11. Relying upon the observations made by the division bench in the case of Damodar Anant Karanadikar (supra) that the area of operation of the Bombay Port Trust is confined to Bombay as the services of the Class III and Class IV employees are not transferable out of Bombay and thereafore practically that was a local cadre. Mr. Diniz urged that operation of area of M.P.T. being in the State of Goa the rules of reservation of the State of Goa would be applicable. Speaking with utmost respect to the division bench we are of the opinion that the division bench had come to such a conclusion on a concession and the said finding would not go to the rescue of Mr.

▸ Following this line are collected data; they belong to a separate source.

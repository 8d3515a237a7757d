//! Colour descriptors accepted by gradient stops.

use std::fmt;

/// An opaque 8-bit sRGB colour.
#[derive(Debug, Clone, Copy, PartialEq, Eq, Hash, Default)]
pub struct Rgb {
    pub r: u8,
    pub g: u8,
    pub b: u8,
}

#[derive(Debug, Clone, PartialEq, Eq, thiserror::Error)]
#[error("unrecognised colour '{input}'")]
pub struct ColorParseError {
    input: String,
}

impl ColorParseError {
    fn new(input: &str) -> Self {
        Self {
            input: input.to_string(),
        }
    }
}

const NAMED_COLORS: &[(&str, Rgb)] = &[
    ("black", Rgb::new(0, 0, 0)),
    ("silver", Rgb::new(192, 192, 192)),
    ("gray", Rgb::new(128, 128, 128)),
    ("grey", Rgb::new(128, 128, 128)),
    ("white", Rgb::new(255, 255, 255)),
    ("maroon", Rgb::new(128, 0, 0)),
    ("red", Rgb::new(255, 0, 0)),
    ("purple", Rgb::new(128, 0, 128)),
    ("fuchsia", Rgb::new(255, 0, 255)),
    ("magenta", Rgb::new(255, 0, 255)),
    ("green", Rgb::new(0, 128, 0)),
    ("lime", Rgb::new(0, 255, 0)),
    ("olive", Rgb::new(128, 128, 0)),
    ("yellow", Rgb::new(255, 255, 0)),
    ("navy", Rgb::new(0, 0, 128)),
    ("blue", Rgb::new(0, 0, 255)),
    ("teal", Rgb::new(0, 128, 128)),
    ("aqua", Rgb::new(0, 255, 255)),
    ("cyan", Rgb::new(0, 255, 255)),
    ("orange", Rgb::new(255, 165, 0)),
];

impl Rgb {
    pub const fn new(r: u8, g: u8, b: u8) -> Self {
        Self { r, g, b }
    }

    /// Converts HSL to RGB. `saturation` and `lightness` are in `[0, 1]`.
    pub fn from_hsl(hue_degrees: f32, saturation: f32, lightness: f32) -> Self {
        let s = saturation.clamp(0.0, 1.0);
        let l = lightness.clamp(0.0, 1.0);
        if s == 0.0 {
            let v = to_byte(l);
            return Self::new(v, v, v);
        }

        let h = hue_degrees.rem_euclid(360.0) / 360.0;
        let q = if l < 0.5 { l * (1.0 + s) } else { l + s - l * s };
        let p = 2.0 * l - q;
        Self::new(
            to_byte(hue_to_channel(p, q, h + 1.0 / 3.0)),
            to_byte(hue_to_channel(p, q, h)),
            to_byte(hue_to_channel(p, q, h - 1.0 / 3.0)),
        )
    }

    /// Parses a CSS-style colour: a basic named colour, `#rgb`, `#rrggbb`,
    /// `rgb(r, g, b)` or `hsl(h, s%, l%)`.
    pub fn parse(input: &str) -> Result<Self, ColorParseError> {
        let trimmed = input.trim();
        let lower = trimmed.to_ascii_lowercase();

        if let Some(hex) = lower.strip_prefix('#') {
            return parse_hex(hex).ok_or_else(|| ColorParseError::new(input));
        }
        if let Some(args) = function_args(&lower, "rgb") {
            return parse_rgb_args(args).ok_or_else(|| ColorParseError::new(input));
        }
        if let Some(args) = function_args(&lower, "hsl") {
            return parse_hsl_args(args).ok_or_else(|| ColorParseError::new(input));
        }

        NAMED_COLORS
            .iter()
            .find(|(name, _)| *name == lower)
            .map(|(_, color)| *color)
            .ok_or_else(|| ColorParseError::new(input))
    }
}

impl fmt::Display for Rgb {
    fn fmt(&self, f: &mut fmt::Formatter<'_>) -> fmt::Result {
        write!(f, "#{:02x}{:02x}{:02x}", self.r, self.g, self.b)
    }
}

fn to_byte(value: f32) -> u8 {
    (value.clamp(0.0, 1.0) * 255.0).round() as u8
}

fn hue_to_channel(p: f32, q: f32, t: f32) -> f32 {
    let t = t.rem_euclid(1.0);
    if t < 1.0 / 6.0 {
        p + (q - p) * 6.0 * t
    } else if t < 0.5 {
        q
    } else if t < 2.0 / 3.0 {
        p + (q - p) * (2.0 / 3.0 - t) * 6.0
    } else {
        p
    }
}

fn function_args<'a>(value: &'a str, name: &str) -> Option<&'a str> {
    value
        .strip_prefix(name)?
        .trim_start()
        .strip_prefix('(')?
        .strip_suffix(')')
}

fn parse_hex(hex: &str) -> Option<Rgb> {
    let digit = |index: usize| u8::from_str_radix(hex.get(index..index + 1)?, 16).ok();
    match hex.len() {
        3 => Some(Rgb::new(digit(0)? * 17, digit(1)? * 17, digit(2)? * 17)),
        6 => {
            let byte = |index: usize| u8::from_str_radix(hex.get(index..index + 2)?, 16).ok();
            Some(Rgb::new(byte(0)?, byte(2)?, byte(4)?))
        }
        _ => None,
    }
}

fn parse_rgb_args(args: &str) -> Option<Rgb> {
    let parts: Vec<&str> = args.split(',').map(str::trim).collect();
    let [r, g, b] = parts.as_slice() else {
        return None;
    };
    let channel = |value: &str| {
        value
            .parse::<f32>()
            .ok()
            .map(|v| v.clamp(0.0, 255.0).round() as u8)
    };
    Some(Rgb::new(channel(*r)?, channel(*g)?, channel(*b)?))
}

fn parse_hsl_args(args: &str) -> Option<Rgb> {
    let parts: Vec<&str> = args.split(',').map(str::trim).collect();
    let [h, s, l] = parts.as_slice() else {
        return None;
    };
    let hue = h.strip_suffix("deg").unwrap_or(*h).trim().parse::<f32>().ok()?;
    let percent = |value: &str| {
        value
            .strip_suffix('%')?
            .trim()
            .parse::<f32>()
            .ok()
            .map(|v| v / 100.0)
    };
    Some(Rgb::from_hsl(hue, percent(*s)?, percent(*l)?))
}

#[cfg(test)]
mod tests {
    use super::*;

    #[test]
    fn parses_named_colours_case_insensitively() {
        assert_eq!(Rgb::parse("red").unwrap(), Rgb::new(255, 0, 0));
        assert_eq!(Rgb::parse(" Orange ").unwrap(), Rgb::new(255, 165, 0));
        assert_eq!(Rgb::parse("WHITE").unwrap(), Rgb::new(255, 255, 255));
    }

    #[test]
    fn parses_hex_and_functional_forms() {
        assert_eq!(Rgb::parse("#f80").unwrap(), Rgb::new(255, 136, 0));
        assert_eq!(Rgb::parse("#10a0ff").unwrap(), Rgb::new(16, 160, 255));
        assert_eq!(Rgb::parse("rgb(1, 2, 3)").unwrap(), Rgb::new(1, 2, 3));
        assert_eq!(Rgb::parse("hsl(0deg, 0%, 50%)").unwrap(), Rgb::new(128, 128, 128));
        assert_eq!(Rgb::parse("hsl(120, 100%, 50%)").unwrap(), Rgb::new(0, 255, 0));
    }

    #[test]
    fn rejects_unknown_colours() {
        let err = Rgb::parse("sparkly").unwrap_err();
        assert!(err.to_string().contains("sparkly"));
        assert!(Rgb::parse("#12").is_err());
        assert!(Rgb::parse("rgb(1, 2)").is_err());
    }

    #[test]
    fn zero_saturation_is_pure_luminance() {
        for step in 0..=10 {
            let lightness = step as f32 / 10.0;
            let color = Rgb::from_hsl(0.0, 0.0, lightness);
            assert_eq!(color.r, color.g);
            assert_eq!(color.g, color.b);
            assert_eq!(color.r, (lightness * 255.0).round() as u8);
        }
    }

    #[test]
    fn displays_as_hex() {
        assert_eq!(Rgb::new(255, 165, 0).to_string(), "#ffa500");
    }
}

Diniz.
12. Before parting with the matter, we may point out that G.S. Borkar on behalf of the M.P.T. has stated in his affidavit that second respondent was originally appointed to the post of a Stenographer in the year 1977 as a member of the Scheduled Tribe against a reserved vacancy for the Scheduled Tribe and, therefore, he should continue to enjoy all the benefits of the reservation as provided in the rules for promotion to the post of the Personal Assistant to the Chairman against the vacancy for reserved the Scheduled Tribe. There is no reason to deny him the benefit that he derived in the year 1977 now in the year 1989.
13. In the premises aforesaid, we find no merit in the writ petition. It fails and stands rejected. Rule is accordingly discharged but with no order as to costs.